Die Zimmer­straße ist eine Stra­ßen der Lücken und Baustel­len. Wo die Mauer stand, erkennt man kaum noch. Es wird nicht lange dauern, dass man nur noch an der Häufung von Post­mo­derne sieht, was die Moderne sich hier geleis­tet hatte. An der Zimmer­straße hat das Berli­ner Zeitungs­we­sen seine kurze inter­na­tio­nale Geschichte erlebt. Gleich hinter der Wilhelm­straße links ein umzäun­tes Brach­feld; man müsste die Gräser studie­ren, um sie hinter dem Stachel­draht wenigs­tens benen­nen zu können.
“Gestern habe ich nun in der That und wirk­lich einen großen Kauf gethan, nämlich eine Zeitung nebst Buch-Drucke­rei”, so Leopold Ullstein am 15. Juli 1877 an seine Toch­ter Käthe. Das war hier, Zimmer­straße 94.
Das größte Zeitungs-Unter­neh­men der Welt nahm hier einen schnel­len Anfang, es dauerte zwei Gene­ra­tio­nen: Ullstein. In dem Häuser­block Zimmer­straße / Jeru­sa­le­mer Straße / Schüt­zen­straße: das zweite Berli­ner Welt-Zeitungs-Unter­neh­men: Rudolf Mosse, wenige Häuser weiter Zimmer­straße 40: der dritte Berli­ner Groß-Zeitungs-Konzern: Scherl, aus dem später Hugen­berg und der deutsch­na­tio­nale Unter­gang der deut­schen Zeitungs-Inter­na­tio­na­li­tät erwuchs. Weiter unten führt die Zimmer­straße an der Druck­halle des Sprin­ger-Verla­ges vorbei, der sich von der Koch­straße hier­her erstreckt, wo er früher mili­tant an die Mauer reichte; jetzt wirkt die dunkel­braune fens­ter­lose Spring­er­wand selbst wie eine Mauer. Wo die Zimmer­straße auf die Linden­straße stößt, heißt die alte Straße jetzt nach dem Verle­ger der Bild-Zeitung. Dort — auf Kreuz­ber­ger Gebiet — die alte Feuer­wa­che, in der die Pfad­fin­der ein ange­neh­mes Cafe betrei­ben. Selbst von der Geschichte der Anti-Sprin­ger-Demons­tra­tio­nen der 60er Jahre weiß hier nier­nand mehr etwas.

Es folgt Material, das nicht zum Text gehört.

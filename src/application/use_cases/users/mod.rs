//! User Use Cases
//!
//! User onboarding: registration and lookup.

mod find_user_by_email;
mod register_user;

pub use find_user_by_email::FindUserByEmailUseCase;
pub use register_user::RegisterUserUseCase;
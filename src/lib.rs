//! Credit Onboarding API
//!
//! A Rust-based microservice for user registration and loan application
//! intake following Clean/Hexagonal Architecture principles.

pub mod application;
pub mod domain;
pub mod infrastructure;
pub mod shared;
//! User Handlers
//!
//! HTTP handlers for user registration and lookup.

use axum::{
    extract::{
        rejection::{JsonRejection, QueryRejection},
        Query, State,
    },
    http::StatusCode,
    routing::post,
    Json, Router,
};
use validator::Validate;

use crate::domain::models::user::User;
use crate::infrastructure::driving_adapters::api_rest::dto::user::{
    CreateUserDto, UserByEmailQuery, UserResponseDto,
};
use crate::infrastructure::driving_adapters::api_rest::AppState;
use crate::shared::errors::{ApiError, UseCaseError};

/// Create the router for user endpoints
pub fn router() -> Router<AppState> {
    Router::new()
        .route("/", post(register_user).get(find_user_by_email))
}

/// POST /api/v1/users - Register a new user
///
/// # Responses
///
/// * 201 Created - User registered
/// * 400 Bad Request - Validation error, including a body that cannot be decoded
/// * 409 Conflict - A user with the same email already exists
/// * 422 Unprocessable Entity - Base salary below the configured minimum
#[axum::debug_handler]
async fn register_user(
    State(state): State<AppState>,
    payload: Result<Json<CreateUserDto>, JsonRejection>,
) -> Result<(StatusCode, Json<UserResponseDto>), ApiError> {
    let Json(dto) = payload?;
    dto.validate()?;

    let user = state.register_user_use_case.execute(User::from(dto)).await?;

    Ok((StatusCode::CREATED, Json(UserResponseDto::from(user))))
}

/// GET /api/v1/users?email= - Find a user by email
///
/// # Responses
///
/// * 200 OK - User found
/// * 400 Bad Request - Blank or missing email
/// * 404 Not Found - No user with that email
#[axum::debug_handler]
async fn find_user_by_email(
    State(state): State<AppState>,
    query: Result<Query<UserByEmailQuery>, QueryRejection>,
) -> Result<Json<UserResponseDto>, ApiError> {
    let Query(query) = query?;
    let user = state
        .find_user_by_email_use_case
        .execute(&query.email)
        .await?
        .ok_or_else(|| UseCaseError::NotFound {
            resource: "User".to_string(),
            field: "email".to_string(),
            value: query.email.clone(),
        })?;

    Ok(Json(UserResponseDto::from(user)))
}
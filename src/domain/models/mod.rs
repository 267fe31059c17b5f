//! Domain Models
//!
//! Pure domain entities and value objects representing business concepts.

pub mod loan_application;
pub mod loan_product;
pub mod user;

pub use loan_application::{
    CreateLoanApplicationData, LoanApplication, LoanApplicationId, LoanApplicationStatus,
    PENDING_STATUS_ID,
};
pub use loan_product::{LoanProduct, LoanProductId};
pub use user::{CreateUserData, User, UserId};
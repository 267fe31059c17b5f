//! PostgreSQL Loan Product Repository Implementation
//!
//! Implements the LoanProductRepository trait using SQLx for PostgreSQL.

use async_trait::async_trait;
use rust_decimal::Decimal;
use sqlx::PgPool;

use crate::domain::gateways::LoanProductRepository;
use crate::domain::models::loan_product::{LoanProduct, LoanProductId};
use crate::shared::errors::RepositoryError;

/// Database row representation for loan_products table
#[derive(Debug, sqlx::FromRow)]
struct LoanProductRow {
    id: i32,
    name: String,
    min_amount: i64,
    max_amount: i64,
    interest_rate: Decimal,
    automatic_validation: Option<bool>,
}

impl From<LoanProductRow> for LoanProduct {
    fn from(row: LoanProductRow) -> Self {
        LoanProduct {
            id: LoanProductId::new(row.id),
            name: row.name,
            min_amount: row.min_amount,
            max_amount: row.max_amount,
            interest_rate: row.interest_rate,
            automatic_validation: row.automatic_validation.unwrap_or(false),
        }
    }
}

/// PostgreSQL implementation of LoanProductRepository
pub struct PostgresLoanProductRepository {
    pool: PgPool,
}

impl PostgresLoanProductRepository {
    /// Create a new PostgresLoanProductRepository
    #[must_use]
    pub fn new(pool: PgPool) -> Self {
        Self { pool }
    }
}

#[async_trait]
impl LoanProductRepository for PostgresLoanProductRepository {
    async fn find_by_id(&self, id: LoanProductId) -> Result<Option<LoanProduct>, RepositoryError> {
        let row = sqlx::query_as::<_, LoanProductRow>(
            r#"
            SELECT id, name, min_amount, max_amount, interest_rate, automatic_validation
            FROM loan_products
            WHERE id = $1
            "#,
        )
        .bind(id.value())
        .fetch_optional(&self.pool)
        .await?;

        Ok(row.map(LoanProduct::from))
    }
}
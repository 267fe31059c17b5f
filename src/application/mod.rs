//! Application Layer
//!
//! Registration and loan intake flows. Use cases only see the repository
//! traits from the domain layer.

pub mod use_cases;
//! Loan Application DTOs
//!
//! Data transfer objects for loan application API endpoints.

use serde::{Deserialize, Serialize};
use validator::Validate;

use super::validation::validate_email_format;
use crate::domain::models::loan_application::{
    CreateLoanApplicationData, LoanApplication, LoanApplicationStatus,
};
use crate::domain::models::loan_product::{LoanProduct, LoanProductId};

/// DTO for opening a loan application
///
/// `loanProductId` is checked by the use case, which reports a missing
/// product reference as a validation error.
#[derive(Debug, Clone, Deserialize, Validate)]
#[serde(rename_all = "camelCase")]
pub struct CreateLoanApplicationDto {
    #[validate(required(message = "amount is required"))]
    #[validate(range(min = 1, message = "amount must be greater than zero"))]
    pub amount: Option<i64>,

    #[validate(range(min = 1, message = "termMonths must be greater than zero"))]
    pub term_months: i32,

    #[validate(custom(function = "validate_email_format"))]
    pub email: String,

    pub loan_product_id: Option<i32>,
}

impl From<CreateLoanApplicationDto> for CreateLoanApplicationData {
    fn from(dto: CreateLoanApplicationDto) -> Self {
        Self {
            amount: dto.amount,
            term_months: dto.term_months,
            email: dto.email,
            loan_product_id: dto.loan_product_id.map(LoanProductId::new),
        }
    }
}

/// Loan product as embedded in loan application responses
#[derive(Debug, Clone, Serialize)]
#[serde(rename_all = "camelCase")]
pub struct LoanProductDto {
    pub id: i32,
    pub name: String,
    pub min_amount: i64,
    pub max_amount: i64,
    pub interest_rate: rust_decimal::Decimal,
    pub automatic_validation: bool,
}

impl From<&LoanProduct> for LoanProductDto {
    fn from(product: &LoanProduct) -> Self {
        Self {
            id: product.id.value(),
            name: product.name.clone(),
            min_amount: product.min_amount,
            max_amount: product.max_amount,
            interest_rate: product.interest_rate,
            automatic_validation: product.automatic_validation,
        }
    }
}

/// Loan application status as embedded in responses
#[derive(Debug, Clone, Serialize)]
pub struct LoanApplicationStatusDto {
    pub id: i32,
    pub name: String,
    pub description: String,
}

impl From<&LoanApplicationStatus> for LoanApplicationStatusDto {
    fn from(status: &LoanApplicationStatus) -> Self {
        Self {
            id: status.id,
            name: status.name.clone(),
            description: status.description.clone(),
        }
    }
}

/// Loan application response DTO
#[derive(Debug, Clone, Serialize)]
#[serde(rename_all = "camelCase")]
pub struct LoanApplicationResponseDto {
    pub id: Option<i32>,
    pub amount: Option<i64>,
    pub term_months: i32,
    pub email: String,
    pub status: LoanApplicationStatusDto,
    pub loan_product: LoanProductDto,
}

impl From<LoanApplication> for LoanApplicationResponseDto {
    fn from(application: LoanApplication) -> Self {
        Self {
            id: application.id().map(|id| id.value()),
            amount: application.amount(),
            term_months: application.term_months(),
            email: application.email().to_string(),
            status: LoanApplicationStatusDto::from(application.status()),
            loan_product: LoanProductDto::from(application.loan_product()),
        }
    }
}
//! Film catalog data model, flat-file store, and merge step.
//!
//! The catalog lives in a directory of plain JSON files:
//!
//! ```text
//! data_dir/
//!   films.json              master file, array of film records
//!   festivals/
//!     cannes-2024.json      appearance file, array of {"id": "..."} refs
//!     venice-2024.json
//!   streaming.json          film id -> streaming availability
//!   films.generated.json    pre-generated merged cache (optional)
//! ```
//!
//! [`Store`] handles the file I/O (including the admin rewrites),
//! [`Catalog`] holds the loaded documents and derives merged films,
//! filter options, and festival groupings from them.

pub mod editions;
pub mod merge;
pub mod store;
pub mod types;

pub use merge::Catalog;
pub use store::{CatalogError, DeleteOutcome, Store};
pub use types::*;
use std::path::PathBuf;
use std::process::ExitCode;

use clap::Parser;
use tracing_subscriber::{fmt, EnvFilter};

#[derive(Parser, Debug)]
#[command(author, version, about)]
struct Args {
    /// Catalog data directory holding films.json, festivals/, streaming.json
    #[arg(default_value = "data")]
    data_dir: PathBuf,
}

fn main() -> ExitCode {
    fmt().with_env_filter(EnvFilter::from_default_env()).init();

    let args = Args::parse();

    match process::generate(&args.data_dir) {
        Ok(count) => {
            println!("Generated cache for {count} films");
            ExitCode::SUCCESS
        }
        Err(e) => {
            eprintln!("Cache generation failed: {e}");
            ExitCode::FAILURE
        }
    }
}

Es ist keine Zeit für Erin­ne­rung. Die Geschichte ist das, was wir verges­sen wollen. Santa­yana hat gesagt: Wer die Geschichte nicht zur Kennt­nis nehmen will, ist verur­teilt, sie zu wieder­ho­len.
In Deutsch­land ist die Geschichte noch nie so erzählt worden, dass man etwas daraus lernen konnte.